*** TASK INPUT Section Begins ***
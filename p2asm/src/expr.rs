use crate::error::{Error, Result};
use crate::number;
use crate::symbol::{self, SymbolTable};
use crate::token::{self, Token};

// Characters that end a literal digit run
const STOP: &str = " \t,+-*/\\&|^!~<>()";

// Everything the evaluator may touch while resolving one operand
pub struct Context<'a> {
    pub symbols: &'a mut SymbolTable,
    // Last global label, prefix of '.local' names
    pub scope: &'a str,
    pub line: usize,
    // Program counter of the line, value of a bare '$'
    pub pc: u32,
}

#[derive(Debug, Clone, Copy, PartialEq, Eq, Default)]
pub struct Value {
    pub value: u64,
    // Operand was written with a leading '#'
    pub immediate: bool,
    // '#\' forces an absolute address
    pub absolute: bool,
    // '##' always goes through AUGS/AUGD
    pub augmented: bool,
}


// Evaluates one operand
//
// binop   := summand (('!' | '&' | '|' | '^' | '<<' | '>>') summand)*
// summand := factor (('+' | '-') factor)*
// factor  := atom (('*' | '/' | '\') atom)*
// atom    := ('-' | '!' | '~')* (literal | symbol | '(' binop ')')
pub fn evaluate(input: &str, ctx: &mut Context) -> Result<Value> {
    let mut eval = Eval { input: input.as_bytes(), src: input, pos: 0, ctx };
    let mut result = Value::default();

    eval.skip_whitespace();
    if eval.peek() == Some(b'#') {
        eval.pos += 1;
        result.immediate = true;
        if eval.peek() == Some(b'#') {
            eval.pos += 1;
            result.augmented = true;
        }
        if eval.peek() == Some(b'\\') {
            eval.pos += 1;
            result.absolute = true;
        }
    }

    eval.skip_whitespace();
    if eval.peek().is_none() {
        return Err(Error::MissingOperand("expression"));
    }

    result.value = eval.binop()?;

    eval.skip_whitespace();
    if eval.pos < eval.input.len() {
        return Err(Error::InvalidExpression(eval.src[eval.pos..].to_string()));
    }
    Ok(result)
}

struct Eval<'s, 'c, 'a> {
    input: &'s [u8],
    src: &'s str,
    pos: usize,
    ctx: &'c mut Context<'a>,
}

impl<'s, 'c, 'a> Eval<'s, 'c, 'a> {
    fn peek(&self) -> Option<u8> {
        self.input.get(self.pos).cloned()
    }

    fn peek_at(&self, offset: usize) -> Option<u8> {
        self.input.get(self.pos + offset).cloned()
    }

    fn skip_whitespace(&mut self) {
        while let Some(c) = self.peek() {
            if c == b' ' || c == b'\t' {
                self.pos += 1;
            } else {
                break;
            }
        }
    }

    fn rest(&self) -> String {
        self.src[self.pos..].to_string()
    }

    fn binop(&mut self) -> Result<u64> {
        let mut lhs = self.summand()?;

        loop {
            self.skip_whitespace();
            match (self.peek(), self.peek_at(1)) {
                (Some(b'!'), _) => {
                    self.pos += 1;
                    lhs &= !self.summand()?;
                },
                (Some(b'&'), _) => {
                    self.pos += 1;
                    lhs &= self.summand()?;
                },
                (Some(b'|'), _) => {
                    self.pos += 1;
                    lhs |= self.summand()?;
                },
                (Some(b'^'), _) => {
                    self.pos += 1;
                    lhs ^= self.summand()?;
                },
                (Some(b'<'), Some(b'<')) => {
                    self.pos += 2;
                    let rhs = self.summand()?;
                    lhs = if rhs >= 64 { 0 } else { lhs << rhs };
                },
                (Some(b'>'), Some(b'>')) => {
                    self.pos += 2;
                    let rhs = self.summand()?;
                    lhs = if rhs >= 64 { 0 } else { lhs >> rhs };
                },
                _ => return Ok(lhs),
            }
        }
    }

    fn summand(&mut self) -> Result<u64> {
        let mut lhs = self.factor()?;

        loop {
            self.skip_whitespace();
            match self.peek() {
                Some(b'+') => {
                    self.pos += 1;
                    lhs = lhs.wrapping_add(self.factor()?);
                },
                Some(b'-') => {
                    self.pos += 1;
                    lhs = lhs.wrapping_sub(self.factor()?);
                },
                _ => return Ok(lhs),
            }
        }
    }

    fn factor(&mut self) -> Result<u64> {
        let mut lhs = self.atom()?;

        loop {
            self.skip_whitespace();
            match self.peek() {
                Some(b'*') => {
                    self.pos += 1;
                    lhs = lhs.wrapping_mul(self.atom()?);
                },
                Some(b'/') => {
                    self.pos += 1;
                    let rhs = self.atom()?;
                    lhs = lhs.checked_div(rhs).ok_or(Error::DivisionByZero)?;
                },
                Some(b'\\') => {
                    self.pos += 1;
                    let rhs = self.atom()?;
                    lhs = lhs.checked_rem(rhs).ok_or(Error::DivisionByZero)?;
                },
                _ => return Ok(lhs),
            }
        }
    }

    fn atom(&mut self) -> Result<u64> {
        self.skip_whitespace();

        match self.peek() {
            Some(b'-') => {
                self.pos += 1;
                Ok(self.atom()?.wrapping_neg())
            },
            Some(b'!') | Some(b'~') => {
                self.pos += 1;
                Ok(!self.atom()?)
            },
            Some(b'(') => {
                self.pos += 1;
                let value = self.binop()?;
                self.skip_whitespace();
                if self.peek() != Some(b')') {
                    return Err(Error::InvalidExpression(self.rest()));
                }
                self.pos += 1;
                Ok(value)
            },
            Some(b'$') => {
                self.pos += 1;
                match self.peek() {
                    Some(c) if (c as char).is_ascii_hexdigit() => {
                        Ok(number::read_hex(&mut self.pos, self.src, STOP))
                    },
                    _ => Ok(self.ctx.pc as u64),
                }
            },
            Some(b'%') => {
                self.pos += 1;
                if self.peek() == Some(b'%') {
                    self.pos += 1;
                    Ok(number::read_qua(&mut self.pos, self.src, STOP))
                } else {
                    Ok(number::read_bin(&mut self.pos, self.src, STOP))
                }
            },
            Some(b'"') => Ok(number::read_str(&mut self.pos, self.src)),
            Some(b'0') if self.peek_at(1).map_or(false, |c| c.is_ascii_digit()) => {
                self.pos += 1;
                let value = number::read_oct(&mut self.pos, self.src, STOP);
                match self.peek() {
                    Some(c @ b'8') | Some(c @ b'9') => Err(Error::InvalidOctalDigit(c as char)),
                    _ => Ok(value),
                }
            },
            Some(c) if c.is_ascii_digit() => Ok(number::read_dec(&mut self.pos, self.src, STOP)),
            Some(c) if is_symbol_start(c) => {
                let start = self.pos;
                while self.peek().map_or(false, is_symbol_char) {
                    self.pos += 1;
                }
                let src = self.src;
                self.symbol(&src[start..self.pos])
            },
            Some(_) => Err(Error::InvalidExpression(self.rest())),
            None => Err(Error::MissingOperand("expression")),
        }
    }

    fn symbol(&mut self, name: &str) -> Result<u64> {
        match token::lookup(name) {
            Some(Token::Register(offset)) => return Ok(offset as u64),
            Some(Token::Modcz(code)) => return Ok(code as u64),
            Some(_) => return Err(Error::ReservedWord(name.to_string())),
            None => (),
        }

        let name = symbol::scoped(self.ctx.scope, name);
        let line = self.ctx.line;
        if self.ctx.symbols.add_reference(line, &name) {
            Ok(self.ctx.symbols.lookup(&name).value().to_u64())
        } else {
            // Undefined (forward) reference, stays 0 for this pass
            Ok(0)
        }
    }
}

fn is_symbol_start(c: u8) -> bool {
    c.is_ascii_alphabetic() || c == b'_' || c == b'.' || c == b':'
}

fn is_symbol_char(c: u8) -> bool {
    c.is_ascii_alphanumeric() || c == b'_' || c == b'.' || c == b':'
}


#[cfg(test)]
mod expr_tests {
    use super::*;
    use crate::atom::Atom;

    fn eval(input: &str) -> Result<Value> {
        let mut symbols = SymbolTable::new();
        let mut ctx = Context { symbols: &mut symbols, scope: "", line: 1, pc: 0x10 };
        evaluate(input, &mut ctx)
    }

    fn value(input: &str) -> u64 {
        eval(input).map(|v| v.value).unwrap()
    }

    #[test]
    fn test_precedence() {
        assert_eq!(value("2 + 3 * 4"), 14);
        assert_eq!(value("10 - 2 - 3"), 5);
        assert_eq!(value("1 + 2 << 3"), 24);
        assert_eq!(value("(1 + 2) * 3"), 9);
        assert_eq!(value("17 \\ 5"), 2);
        assert_eq!(value("17 / 5"), 3);
    }

    #[test]
    fn test_bases() {
        assert_eq!(value("$1F"), 31);
        assert_eq!(value("%1010"), 10);
        assert_eq!(value("%%33"), 15);
        assert_eq!(value("010"), 8);
        assert_eq!(value("0777"), 0o777);
        assert_eq!(value("10"), 10);
        assert_eq!(value("0"), 0);
        assert_eq!(value("\"AB\""), 0x4142);
    }

    #[test]
    fn test_unary() {
        assert_eq!(value("--5"), 5);
        assert_eq!(value("-5"), 5u64.wrapping_neg());
        assert_eq!(value("---5"), 5u64.wrapping_neg());
        assert_eq!(value("~0"), u64::MAX);
        assert_eq!(value("!$ff & $1ff"), 0x100);
    }

    #[test]
    fn test_bitops() {
        assert_eq!(value("$f0 | $0f"), 0xff);
        assert_eq!(value("$ff ^ $0f"), 0xf0);
        assert_eq!(value("$ff ! $0f"), 0xf0);
        assert_eq!(value("$f0 >> 4"), 0xf);
        assert_eq!(value("1 << 64"), 0);
    }

    #[test]
    fn test_immediate_prefix() {
        assert_eq!(eval("#5"), Ok(Value { value: 5, immediate: true, ..Value::default() }));
        assert_eq!(eval("#\\$400"), Ok(Value { value: 0x400, immediate: true, absolute: true, augmented: false }));
        assert_eq!(eval("##\\$400"), Ok(Value { value: 0x400, immediate: true, absolute: true, augmented: true }));
        assert_eq!(eval("##7"), Ok(Value { value: 7, immediate: true, augmented: true, ..Value::default() }));
        assert_eq!(eval("5"), Ok(Value { value: 5, ..Value::default() }));
    }

    #[test]
    fn test_pc_and_registers() {
        assert_eq!(value("$"), 0x10);
        assert_eq!(value("$ + 2"), 0x12);
        assert_eq!(value("ptra"), 0x1f8);
        assert_eq!(value("_C_OR_Z"), 0xe);
    }

    #[test]
    fn test_errors() {
        assert_eq!(eval("1 / 0"), Err(Error::DivisionByZero));
        assert_eq!(eval("1 \\ 0"), Err(Error::DivisionByZero));
        assert_eq!(eval("1 2"), Err(Error::InvalidExpression("2".to_string())));
        assert_eq!(eval("(1 + 2"), Err(Error::InvalidExpression("".to_string())));
        assert_eq!(eval("#"), Err(Error::MissingOperand("expression")));
        assert_eq!(eval("wc"), Err(Error::ReservedWord("wc".to_string())));
        assert_eq!(eval("mov"), Err(Error::ReservedWord("mov".to_string())));
        assert_eq!(eval("09"), Err(Error::InvalidOctalDigit('9')));
        assert_eq!(eval("0178"), Err(Error::InvalidOctalDigit('8')));
    }

    #[test]
    fn test_symbols() {
        let mut symbols = SymbolTable::new();
        symbols.define("foo", Atom::Long(0x20), 1);
        {
            let mut ctx = Context { symbols: &mut symbols, scope: "", line: 4, pc: 0 };
            assert_eq!(evaluate("foo + 1", &mut ctx).map(|v| v.value), Ok(0x21));
            assert_eq!(evaluate("bar", &mut ctx).map(|v| v.value), Ok(0));
        }
        assert_eq!(symbols.lookup("foo").references(), &[1, 4]);
        assert!(!symbols.lookup("bar").is_defined());
        assert_eq!(symbols.lookup("bar").references(), &[4]);
        assert_eq!(symbols.references_in(4).len(), 2);
    }

    #[test]
    fn test_local_symbols() {
        let mut symbols = SymbolTable::new();
        symbols.define("main.loop", Atom::Addr(3), 2);
        symbols.define("other.loop", Atom::Addr(9), 6);

        let mut ctx = Context { symbols: &mut symbols, scope: "main", line: 4, pc: 0 };
        assert_eq!(evaluate(".loop", &mut ctx).map(|v| v.value), Ok(3));
        assert_eq!(evaluate("other.loop + 1", &mut ctx).map(|v| v.value), Ok(10));

        ctx.scope = "other";
        assert_eq!(evaluate(".loop", &mut ctx).map(|v| v.value), Ok(9));
    }
}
*** TASK INPUT Section Ends ***
There is a line with "lhs = lhs.wrapping_mul(self.atom()?);" and a line with "Ok(!self.atom()?)" above. Copy exactly those two lines and all lines between them, with nothing else.

                    lhs = lhs.wrapping_mul(self.atom()?);
                },
                Some(b'/') => {
                    self.pos += 1;
                    let rhs = self.atom()?;
                    lhs = lhs.checked_div(rhs).ok_or(Error::DivisionByZero)?;
                },
                Some(b'\\') => {
                    self.pos += 1;
                    let rhs = self.atom()?;
                    lhs = lhs.checked_rem(rhs).ok_or(Error::DivisionByZero)?;
                },
                _ => return Ok(lhs),
            }
        }
    }

    fn atom(&mut self) -> Result<u64> {
        self.skip_whitespace();

        match self.peek() {
            Some(b'-') => {
                self.pos += 1;
                Ok(self.atom()?.wrapping_neg())
            },
            Some(b'!') | Some(b'~') => {
                self.pos += 1;
                Ok(!self.atom()?)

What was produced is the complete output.